I am seeking to define or locate what defines a good floral source and a bad. In thinking about commercial pollinators, are not all of them to some degree, limiting the nutritional diversity when they place bees on single source pollen, such as almonds, apple, pumpkins, etc. There is not a single beekeeper I know who comes back from vine crops without weak bees, light bees, and poorly overwintered bees. Of all the things that commercial beekeepers have in common for the big boys, is there placement of bees on large fields of single source pollen plants.

>>>Also in the case of malnutrition the bees that do recover tend to rob with vengance and will often bee seen gathering salt and minerals from compost piles or trash.

Tells me that bees require a wide source for their nutritional needs. They may need additional sources due to beekeeper management. But it tends to make me think that bees do best when nutritional diversity is available to them. I know farmers who use high density pollination farming such as almonds and other crops, do everything in their power to limit any competition and outside influence.

>>>In the case of CCD the bees don't rob, infact it's hard to get them to take honey out of a feeder can.

Sick bees don't do alot of things they normally do. They don't forage, they don't cluster properly, etc. Does not surprise me a bit that bees once afflicted or have crossed the line of no return, fail to feed from feeders.

Sure the final full picture will show a relationship between many variables and many ingredients into the CCD picture. I just think many beekeepers look at pollen coming in, or think because their bees are working a certain crop, and assume that their bees are getting what they require to maintain good health. Seems the two reports from the aussies really make you take notice. 

I knew that poor quality pollen could effect brood developement, etc. I did not know that protein levels within the bees themselves could sway back and forth between 70% and 30%. And at that lower level, dwindling, EFB, and other symptoms can show. It could answer why so many bees die so quick. Poorly raised brood cycles on poor pollen, additional feeding whan fall cycles increase (Many said fall forage conditions were very bad last year.), all relying on possibly the same poor pollen stored earlier from field crops. And, except for the people like Kieth, I question the quality of pollen substitute and patties that we feed bees.

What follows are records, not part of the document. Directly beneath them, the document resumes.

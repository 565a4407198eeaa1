use mentionhub_core::{Platform, Sentiment};

use super::{PlatformProfile, SyntheticAuthor, SyntheticTemplate};

pub(super) static PROFILE: PlatformProfile = PlatformProfile {
    platform: Platform::Instagram,
    permalink_template: "https://www.instagram.com/p/{id}/",
    profile_url_template: "https://www.instagram.com/{handle}/",
    avatar_url_template: "https://unavatar.io/instagram/{handle}",
    templates: TEMPLATES,
    authors: AUTHORS,
    // Posts are media-first.
    media_probability: 0.9,
    reports_shares: false,
};

const TEMPLATES: &[SyntheticTemplate] = &[
    SyntheticTemplate {
        text: "Obsessed with these colors, absolutely stunning and fantastic vibes",
        tone: Sentiment::Positive,
    },
    SyntheticTemplate {
        text: "Happy Friday! Loving the new collection",
        tone: Sentiment::Positive,
    },
    SyntheticTemplate {
        text: "Best brunch spot in town, highly recommend",
        tone: Sentiment::Positive,
    },
    SyntheticTemplate {
        text: "New drop coming this weekend, stay tuned",
        tone: Sentiment::Neutral,
    },
    SyntheticTemplate {
        text: "Behind the scenes at today's photo shoot",
        tone: Sentiment::Neutral,
    },
    SyntheticTemplate {
        text: "Morning coffee and a view of the city",
        tone: Sentiment::Neutral,
    },
    SyntheticTemplate {
        text: "Not impressed, the quality is really poor for the price",
        tone: Sentiment::Negative,
    },
    SyntheticTemplate {
        text: "Ordered twice and both times it arrived broken. So disappointing",
        tone: Sentiment::Negative,
    },
    SyntheticTemplate {
        text: "Terrible filter choices, the colors look awful",
        tone: Sentiment::Negative,
    },
];

const AUTHORS: &[SyntheticAuthor] = &[
    SyntheticAuthor {
        display_name: "Valentina",
        handle: "vale.creates",
    },
    SyntheticAuthor {
        display_name: "Foodie Medellín",
        handle: "foodiemedellin",
    },
    SyntheticAuthor {
        display_name: "Sofía Herrera",
        handle: "sofiaherrera",
    },
];
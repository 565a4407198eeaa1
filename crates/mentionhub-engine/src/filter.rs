//! Order-preserving selection of mentions by platform, sentiment, date, and text.

use std::collections::BTreeSet;

use chrono::NaiveDate;
use mentionhub_core::{Mention, Platform, Sentiment};
use serde::{Deserialize, Serialize};

/// Criteria are ANDed across fields; the platform and sentiment sets match
/// any member. Absent (or empty) fields impose no constraint.
#[derive(Debug, Clone, Default, PartialEq, Eq, Serialize, Deserialize)]
#[serde(default)]
pub struct FilterCriteria {
    pub platforms: Option<BTreeSet<Platform>>,
    pub sentiments: Option<BTreeSet<Sentiment>>,
    /// Inclusive, UTC calendar date.
    pub date_from: Option<NaiveDate>,
    /// Inclusive: the whole UTC day is kept.
    pub date_to: Option<NaiveDate>,
    /// Case-insensitive substring of content, author display name, or handle.
    pub search: Option<String>,
}

/// Return the mentions matching `criteria`, in their original order.
#[must_use]
pub fn filter(mentions: &[Mention], criteria: &FilterCriteria) -> Vec<Mention> {
    let needle = criteria
        .search
        .as_deref()
        .map(str::trim)
        .filter(|s| !s.is_empty())
        .map(fold_case);
    let platforms = criteria.platforms.as_ref().filter(|set| !set.is_empty());
    let sentiments = criteria.sentiments.as_ref().filter(|set| !set.is_empty());

    mentions
        .iter()
        .filter(|m| platforms.is_none_or(|set| set.contains(&m.platform)))
        .filter(|m| sentiments.is_none_or(|set| set.contains(&m.sentiment)))
        .filter(|m| {
            let day = m.occurred_at.date_naive();
            criteria.date_from.is_none_or(|from| day >= from)
                && criteria.date_to.is_none_or(|to| day <= to)
        })
        .filter(|m| needle.as_deref().is_none_or(|n| matches_text(m, n)))
        .cloned()
        .collect()
}

fn matches_text(mention: &Mention, needle: &str) -> bool {
    fold_case(&mention.content).contains(needle)
        || fold_case(&mention.author.display_name).contains(needle)
        || mention
            .author
            .handle
            .as_deref()
            .is_some_and(|h| fold_case(h).contains(needle))
}

/// Per-character lowercase. Unlike `str::to_lowercase` it ignores word
/// position (final sigma), so a substring stays a substring after folding.
fn fold_case(s: &str) -> String {
    s.chars().flat_map(char::to_lowercase).collect()
}
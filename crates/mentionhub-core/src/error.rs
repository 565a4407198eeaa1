use thiserror::Error;

/// Errors raised while loading configuration or the account file.
#[derive(Debug, Error)]
pub enum ConfigError {
    #[error("invalid value for {var}: {reason}")]
    InvalidEnvVar { var: String, reason: String },

    #[error("failed to read accounts file {path}: {source}")]
    AccountsFileIo {
        path: String,
        #[source]
        source: std::io::Error,
    },

    #[error("failed to parse accounts file: {0}")]
    AccountsFileParse(#[from] serde_yaml::Error),

    #[error("accounts validation error: {0}")]
    Validation(String),
}

/// Returned when a string does not name a member of one of the closed model sets.
#[derive(Debug, Clone, PartialEq, Eq, Error)]
pub enum ParseModelError {
    #[error("unknown platform '{0}'")]
    Platform(String),

    #[error("unknown sentiment '{0}'")]
    Sentiment(String),
}
use async_trait::async_trait;
use mentionhub_core::{Platform, SourceCredential};

use super::{MentionTransport, RawMention, RawProfile};
use crate::error::SourceError;

/// Transport used when no feed gateway is configured.
///
/// Returns no mentions and a placeholder profile, so a usable credential
/// yields an empty (not failed) source.
#[derive(Debug, Clone, Copy, Default)]
pub struct OfflineTransport;

#[async_trait]
impl MentionTransport for OfflineTransport {
    async fn fetch_mentions(
        &self,
        platform: Platform,
        _credential: &SourceCredential,
        _limit: usize,
    ) -> Result<Vec<RawMention>, SourceError> {
        tracing::debug!(%platform, "offline transport: no feed gateway configured");
        Ok(Vec::new())
    }

    async fn fetch_profile(
        &self,
        platform: Platform,
        _credential: &SourceCredential,
    ) -> Result<RawProfile, SourceError> {
        Ok(RawProfile {
            id: format!("{platform}-account"),
            display_name: Some(format!("{platform} account")),
            handle: None,
            profile_url: None,
            avatar_url: None,
            followers: None,
            following: None,
            post_count: None,
        })
    }
}
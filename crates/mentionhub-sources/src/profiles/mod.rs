//! Static per-platform configuration.
//!
//! Each platform contributes one [`PlatformProfile`]: URL templates used to
//! fill in links the upstream payload omits, and the vocabulary the
//! synthetic generator draws from. Adding a platform means adding a profile
//! here, not another adapter type.

mod facebook;
mod instagram;
mod linkedin;
mod twitter;

use std::sync::Arc;

use mentionhub_core::{Platform, Sentiment};

use crate::adapter::PlatformAdapter;
use crate::transport::MentionTransport;

/// A synthetic post body and the tone it was written in.
#[derive(Debug, Clone, Copy)]
pub struct SyntheticTemplate {
    pub text: &'static str,
    pub tone: Sentiment,
}

#[derive(Debug, Clone, Copy)]
pub struct SyntheticAuthor {
    pub display_name: &'static str,
    pub handle: &'static str,
}

#[derive(Debug)]
pub struct PlatformProfile {
    pub platform: Platform,
    /// `{handle}` and `{id}` are substituted.
    pub permalink_template: &'static str,
    /// `{handle}` is substituted.
    pub profile_url_template: &'static str,
    pub avatar_url_template: &'static str,
    pub templates: &'static [SyntheticTemplate],
    pub authors: &'static [SyntheticAuthor],
    /// Probability a synthetic mention carries a media attachment.
    pub media_probability: f64,
    /// Whether the platform reports a share/repost count.
    pub reports_shares: bool,
}

impl PlatformProfile {
    #[must_use]
    pub fn permalink(&self, handle: &str, id: &str) -> String {
        self.permalink_template
            .replace("{handle}", handle)
            .replace("{id}", id)
    }

    #[must_use]
    pub fn profile_url(&self, handle: &str) -> String {
        self.profile_url_template.replace("{handle}", handle)
    }

    #[must_use]
    pub fn avatar_url(&self, handle: &str) -> String {
        self.avatar_url_template.replace("{handle}", handle)
    }
}

static PROFILES: [&PlatformProfile; 4] = [
    &facebook::PROFILE,
    &instagram::PROFILE,
    &linkedin::PROFILE,
    &twitter::PROFILE,
];

/// Profile for `platform`.
#[must_use]
pub fn profile_for(platform: Platform) -> &'static PlatformProfile {
    match platform {
        Platform::Facebook => &facebook::PROFILE,
        Platform::Instagram => &instagram::PROFILE,
        Platform::Linkedin => &linkedin::PROFILE,
        Platform::Twitter => &twitter::PROFILE,
    }
}

/// One adapter per known platform, all sharing `transport`.
#[must_use]
pub fn default_adapters(transport: &Arc<dyn MentionTransport>) -> Vec<PlatformAdapter> {
    PROFILES
        .iter()
        .map(|profile| PlatformAdapter::new(*profile, Arc::clone(transport)))
        .collect()
}
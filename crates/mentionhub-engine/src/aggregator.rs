//! Fan-out over enabled sources and merge into one time-ordered result.
//!
//! Each enabled platform is fetched as an independent future bounded by a
//! per-call timeout; the futures run concurrently through a bounded
//! `buffer_unordered` stream and each yields its own `(platform, Result)`.
//! Only the join step below touches the merged collections. Dropping the
//! future returned by [`Aggregator::aggregate`] cancels every in-flight call.

use std::collections::BTreeSet;
use std::future::Future;
use std::sync::Arc;
use std::time::Duration;

use futures::stream::{self, StreamExt};
use mentionhub_core::{AppConfig, Mention, Platform, ProfileSummary, SourceCredential};
use mentionhub_sources::{
    default_adapters, HttpTransport, MentionTransport, OfflineTransport, SourceAdapter,
    SourceError, SourceErrorKind, TransportError,
};
use serde::Serialize;

use crate::provider::{CredentialProvider, PlatformEnablement};

/// One platform's failure, as reported to the caller.
#[derive(Debug, Clone, PartialEq, Eq, Serialize)]
pub struct SourceFailure {
    pub platform: Platform,
    pub kind: SourceErrorKind,
    pub message: String,
}

impl From<SourceError> for SourceFailure {
    fn from(err: SourceError) -> Self {
        Self {
            platform: err.platform(),
            kind: err.kind(),
            message: err.message(),
        }
    }
}

/// Merged output of one aggregation call.
#[derive(Debug, Clone, Default, Serialize)]
pub struct AggregationResult {
    /// Sorted by `occurred_at` descending, then platform name, then id.
    pub mentions: Vec<Mention>,
    /// One entry per failed platform, ordered by platform name.
    pub errors: Vec<SourceFailure>,
    /// `true` when the mentions were fabricated because no platform is enabled.
    pub synthetic: bool,
}

#[derive(Debug, Clone, Default, Serialize)]
pub struct ProfilesResult {
    /// Ordered by platform name.
    pub profiles: Vec<ProfileSummary>,
    pub errors: Vec<SourceFailure>,
}

#[derive(Debug, Clone)]
pub struct AggregatorConfig {
    /// Upper bound on each adapter call. Expiry is reported as an upstream failure.
    pub source_timeout: Duration,
    pub max_concurrent_sources: usize,
}

impl Default for AggregatorConfig {
    fn default() -> Self {
        Self {
            source_timeout: Duration::from_secs(10),
            max_concurrent_sources: 4,
        }
    }
}

impl From<&AppConfig> for AggregatorConfig {
    fn from(config: &AppConfig) -> Self {
        Self {
            source_timeout: Duration::from_millis(config.source_timeout_ms),
            max_concurrent_sources: config.max_concurrent_sources.max(1),
        }
    }
}

pub struct Aggregator {
    adapters: Vec<Arc<dyn SourceAdapter>>,
    config: AggregatorConfig,
}

impl Aggregator {
    #[must_use]
    pub fn new(adapters: Vec<Arc<dyn SourceAdapter>>, config: AggregatorConfig) -> Self {
        Self { adapters, config }
    }

    /// Build an aggregator with one adapter per platform, talking to the
    /// configured feed gateway or, when none is set, the offline transport.
    ///
    /// # Errors
    ///
    /// Returns [`TransportError`] if the HTTP transport cannot be constructed.
    pub fn from_app_config(config: &AppConfig) -> Result<Self, TransportError> {
        let transport: Arc<dyn MentionTransport> = match &config.feed_base_url {
            Some(base_url) => Arc::new(
                HttpTransport::new(base_url, config.source_timeout_ms, &config.user_agent)?
                    .with_tracked_entity(config.tracked_entity.clone()),
            ),
            None => {
                tracing::info!("no feed gateway configured; sources will return no live mentions");
                Arc::new(OfflineTransport)
            }
        };

        let adapters = default_adapters(&transport)
            .into_iter()
            .map(|adapter| Arc::new(adapter) as Arc<dyn SourceAdapter>)
            .collect();

        Ok(Self::new(adapters, AggregatorConfig::from(config)))
    }

    /// Platforms with a registered adapter.
    #[must_use]
    pub fn platforms(&self) -> Vec<Platform> {
        self.adapters.iter().map(|a| a.platform()).collect()
    }

    fn adapter_for(&self, platform: Platform) -> Option<&Arc<dyn SourceAdapter>> {
        self.adapters.iter().find(|a| a.platform() == platform)
    }

    /// Aggregate mentions from every enabled platform.
    ///
    /// With no enabled platforms, every adapter generates
    /// `max_per_platform / adapter_count` synthetic mentions instead and the
    /// result is flagged `synthetic`. An enabled platform with no credential
    /// is reported as an expired credential. Never fails: sources that error
    /// or time out contribute one entry to `errors` and no mentions.
    pub async fn aggregate<C>(
        &self,
        enabled: &BTreeSet<Platform>,
        credentials: &C,
        max_per_platform: usize,
    ) -> AggregationResult
    where
        C: CredentialProvider + ?Sized,
    {
        if enabled.is_empty() {
            return self.synthetic(max_per_platform);
        }

        let outcomes = self
            .fan_out(enabled, credentials, |adapter, credential| async move {
                adapter.fetch_mentions(&credential, max_per_platform).await
            })
            .await;

        let mut mentions = Vec::new();
        let mut errors = Vec::new();
        for (platform, outcome) in outcomes {
            match outcome {
                Ok(batch) => {
                    tracing::debug!(%platform, count = batch.len(), "collected mentions");
                    mentions.extend(batch);
                }
                Err(err) => {
                    tracing::warn!(%platform, error = %err, "source failed");
                    errors.push(SourceFailure::from(err));
                }
            }
        }

        sort_mentions(&mut mentions);
        errors.sort_by_key(|e| e.platform);

        AggregationResult {
            mentions,
            errors,
            synthetic: false,
        }
    }

    /// [`Aggregator::aggregate`] driven by an account's enablement and credentials.
    pub async fn aggregate_account<A>(&self, account: &A, max_per_platform: usize) -> AggregationResult
    where
        A: CredentialProvider + PlatformEnablement + ?Sized,
    {
        let enabled = account.enabled_platforms();
        self.aggregate(&enabled, account, max_per_platform).await
    }

    /// Fetch profile summaries for every enabled platform, with the same
    /// gating, timeout, and failure collection as [`Aggregator::aggregate`].
    pub async fn fetch_profiles<C>(&self, enabled: &BTreeSet<Platform>, credentials: &C) -> ProfilesResult
    where
        C: CredentialProvider + ?Sized,
    {
        let outcomes = self
            .fan_out(enabled, credentials, |adapter, credential| async move {
                adapter.fetch_profile(&credential).await
            })
            .await;

        let mut profiles = Vec::new();
        let mut errors = Vec::new();
        for (platform, outcome) in outcomes {
            match outcome {
                Ok(profile) => profiles.push(profile),
                Err(err) => {
                    tracing::warn!(%platform, error = %err, "profile fetch failed");
                    errors.push(SourceFailure::from(err));
                }
            }
        }

        profiles.sort_by_key(|p| p.platform);
        errors.sort_by_key(|e| e.platform);
        ProfilesResult { profiles, errors }
    }

    fn synthetic(&self, max_per_platform: usize) -> AggregationResult {
        let per_adapter = max_per_platform / self.adapters.len().max(1);
        tracing::info!(
            adapters = self.adapters.len(),
            per_adapter,
            "no platforms enabled; generating synthetic mentions"
        );

        let mut mentions: Vec<Mention> = self
            .adapters
            .iter()
            .flat_map(|adapter| adapter.generate_synthetic(per_adapter))
            .collect();
        sort_mentions(&mut mentions);

        AggregationResult {
            mentions,
            errors: Vec::new(),
            synthetic: true,
        }
    }

    /// Run `op` once per enabled platform that has an adapter, concurrently,
    /// each bounded by the configured timeout.
    async fn fan_out<C, T, F, Fut>(
        &self,
        enabled: &BTreeSet<Platform>,
        credentials: &C,
        op: F,
    ) -> Vec<(Platform, Result<T, SourceError>)>
    where
        C: CredentialProvider + ?Sized,
        F: Fn(Arc<dyn SourceAdapter>, SourceCredential) -> Fut,
        Fut: Future<Output = Result<T, SourceError>>,
    {
        let timeout = self.config.source_timeout;

        let jobs: Vec<(Platform, Arc<dyn SourceAdapter>, Option<SourceCredential>)> = enabled
            .iter()
            .filter_map(|&platform| match self.adapter_for(platform) {
                Some(adapter) => Some((platform, Arc::clone(adapter), credentials.credential(platform))),
                None => {
                    tracing::warn!(%platform, "platform enabled but no adapter registered; skipping");
                    None
                }
            })
            .collect();

        stream::iter(jobs)
            .map(|(platform, adapter, credential)| {
                let call = credential.map(|credential| op(adapter, credential));
                async move {
                    let Some(call) = call else {
                        tracing::debug!(%platform, "no credential for enabled platform");
                        return (platform, Err(SourceError::ExpiredCredential { platform }));
                    };
                    let result = match tokio::time::timeout(timeout, call).await {
                        Ok(result) => result,
                        Err(_) => Err(SourceError::upstream(
                            platform,
                            format!("timed out after {} ms", timeout.as_millis()),
                        )),
                    };
                    (platform, result)
                }
            })
            .buffer_unordered(self.config.max_concurrent_sources.max(1))
            .collect()
            .await
    }
}

/// Sort newest first; equal timestamps order by platform name, then id.
pub fn sort_mentions(mentions: &mut [Mention]) {
    mentions.sort_by(|a, b| {
        b.occurred_at
            .cmp(&a.occurred_at)
            .then_with(|| a.platform.as_str().cmp(b.platform.as_str()))
            .then_with(|| a.id.cmp(&b.id))
    });
}

#[cfg(test)]
#[path = "aggregator_test.rs"]
mod tests;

Just as (almost)all hives killed get blamed on v-mites, I am sure the same is not true about CCD and my thoughts on single source pollen. The very fact we have so much going on within beekeeping today, with viral, mites, etc., makes the combination of factors very broad.

I only wish I could locate a study as good as the aussies produced, detailing pollen sources and relationship between bees health for bees in the states. 

Some have noted that this CCD has been seen on a limited scale for years. But for the fact we had some poor forage condition last year, was this the final straw?


----------



## simplyhoney (Sep 14, 2004)

Point well taken. I am still feeding my printer to get the above mentioned aussie report to read on my way to Cali. Thanks for all the research and links. Yours is the first explaination that falls, somewhat, inline with what we have been seeing. Sounds like you guys in PA are on top of it and perhaps you have a population density that reverberate the problem a bit better than out here. 

SH


----------



## Sarge (Jun 26, 2006)

Has anyone with CCD attempted to feed the smaller colonies pollen subs?
If someone is reading who KNOWS they are losing hives trys this it could be proven or disproved real quick.


----------



## BjornBee (Feb 7, 2003)

Sarge,
In the first site I mentioned, bees were able to rebound from low protein levels. This took 6 to 8 weeks of buildup with "low stress" conditions. See the report under the "Low Stress" heading.

The report does not indicate if they had hives fully recover once a hive has passed a certain point. Whether a hive responds to supplemental feeding, and whether the hive does not responds, is little proof of what the actual intial cause could of been. So whether a colony improves or continues to die off, why would one or the other indicate proof of the intial trigger in the first place? I don't think coming to a conclusion by association, really works.

From what I have heard, 6 weeks is way to long to test any response to feeding. I have heard that hives are literally crashing within days. And once they get to that point, feed is ignored anyways.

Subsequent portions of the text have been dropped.